Help ease the strain on the NHS this Winter with these easy steps
Thursday, November 28th, 2019 | Blog
Each Winter, the NHS finds itself under immense pressure from an increased number of people seeking support and medication. As they days turn colder and the shorter, many of us find ourselves developing colds, coughs and sometimes even the flu. The increase in illness across the UK inevitably brings with it more visits to both local GP surgeries and hospital A&E departments.
Below are a few simple steps you can take rather than going to your local A&E or using a walk-in GP centre.
Want to avoid illness? One of the best ways to avoid catching colds and even the flu is simply washing your hands more often and more effectively. Proper-handwashing can effectively remove harmful germs better than any other method, so taking a few extra minutes whilst cleaning your hands can really make a difference.
So how do you properly wash your hands? Check out this World Health Organisation video below for the best technique.
Flu, whilst unpleasant, isn’t seriously harmful to the majority of the UK population, but it can pose serious consequences for those at risk. Each year the NHS offers free flu jabs to those it considers at risk of the more serious complications. Those who qualify for free flu vaccines include;
Individuals who are 65 years old or over
who are pregnant
have certain medical conditions
are living in a long-stay residential care home or other long-stay care facility
receive a carer's allowance, or you're the main carer for an elderly or disabled person whose welfare may be at risk if you fall ill
If you aren’t sure, contact your local GP practise who will be able to provide more information on your eligibility.

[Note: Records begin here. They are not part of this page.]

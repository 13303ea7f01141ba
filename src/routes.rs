use axum::{
    extract::{Path, Request, State},
    middleware::{self, Next},
    response::{IntoResponse, Response},
    routing::{get, post},
    Form, Json, Router,
};
use axum_extra::{
    headers::{authorization::Bearer, Authorization},
    TypedHeader,
};
use http::StatusCode;
use serde::Deserialize;
use std::sync::Arc;

use crate::manager::LessonManager;

#[derive(Clone)]
pub struct AppState {
    pub manager: Arc<LessonManager>,
    pub api_token: Option<String>,
}

/// Form fields for `POST /lessons/{action}`. All optional at the serde
/// level; each handler rejects what it actually requires with a 400.
#[derive(Deserialize, Debug, Clone)]
pub struct LessonActionParams {
    pub course_id: Option<String>,
    pub assignment_id: Option<String>,
    pub notebook_id: Option<String>,
}

/// Closed set of actions; the path segment deserializes straight into
/// this, so an unknown action is rejected before any handler runs.
#[derive(Deserialize, Debug, Clone, Copy)]
#[serde(rename_all = "lowercase")]
pub enum LessonAction {
    Fetch,
    Submit,
    Validate,
}

pub fn router(state: AppState) -> Router {
    Router::new()
        .route("/lessons", get(list_lessons))
        .route("/lessons/:action", post(lesson_action))
        .route_layer(middleware::from_fn_with_state(state.clone(), require_token))
        .with_state(state)
}

/// Static bearer-token check. With no token configured the routes are
/// open and authentication is the deployment's concern.
async fn require_token(
    State(state): State<AppState>,
    auth: Option<TypedHeader<Authorization<Bearer>>>,
    request: Request,
    next: Next,
) -> Response {
    if let Some(expected) = &state.api_token {
        let presented = auth.as_ref().map(|TypedHeader(Authorization(bearer))| bearer.token());
        if presented != Some(expected.as_str()) {
            return StatusCode::UNAUTHORIZED.into_response();
        }
    }
    next.run(request).await
}

async fn list_lessons(State(state): State<AppState>) -> Response {
    match state.manager.list_all().await {
        Ok(lessons) => Json(lessons).into_response(),
        Err(e) => e.into_response(),
    }
}

async fn lesson_action(
    State(state): State<AppState>,
    Path(action): Path<LessonAction>,
    Form(params): Form<LessonActionParams>,
) -> Response {
    let assignment_id = match params.assignment_id.as_deref() {
        Some(a) => a,
        None => return e400("assignment_id is required"),
    };
    match action {
        LessonAction::Fetch | LessonAction::Submit => {
            let course_id = match params.course_id.as_deref() {
                Some(c) => c,
                None => return e400("course_id is required"),
            };
            let outcome = match action {
                LessonAction::Fetch => state.manager.fetch(course_id, assignment_id).await,
                _ => state.manager.submit(course_id, assignment_id).await,
            };
            if let Err(e) = outcome {
                return e.into_response();
            }
            // Always a fresh listing, never a pre-action snapshot.
            match state.manager.list_all().await {
                Ok(lessons) => Json(lessons).into_response(),
                Err(e) => e.into_response(),
            }
        }
        LessonAction::Validate => {
            let notebook_id = match params.notebook_id.as_deref() {
                Some(n) => n,
                None => return e400("notebook_id is required"),
            };
            match state.manager.validate(assignment_id, notebook_id).await {
                // The report is already JSON; encode it once more as a
                // plain string, exactly as the tool printed it.
                Ok(report) => Json(report).into_response(),
                Err(e) => e.into_response(),
            }
        }
    }
}

fn e400(msg: &str) -> Response {
    (StatusCode::BAD_REQUEST, msg.to_string()).into_response()
}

The number of prescriptions presented by doctors have declined in recent years, but it’s still worth knowing that many prescriptions are available in shops at a fraction of the amount they cost to the NHS. in 2016, it cost the NHS £3.23 per prescription for paracetamol, but it can be purchased for as little as 30p in places like Asda.
If you’ve got a common cold or illness, consider purchasing your own over-the-counter medicine rather than going to the doctor and asking for a prescription. It will not only save the doctor time and the NHS money but it means you will also get your medicine faster.
Launched in 2014, NHS 111 is a non-emergency free-to-call number which puts individuals through to a trained individual who can assess the needs of the person calling. Rather than calling 999, people can call 111 for less critical issues which in turn relieves some of the pressure on emergency call handlers.
Call handlers for 111 are able to put individuals in touch with clinicians if needed and they are also able to send out an ambulance in the rare case it may be needed. So by calling 111, you still have access to all the services that you would have calling 999.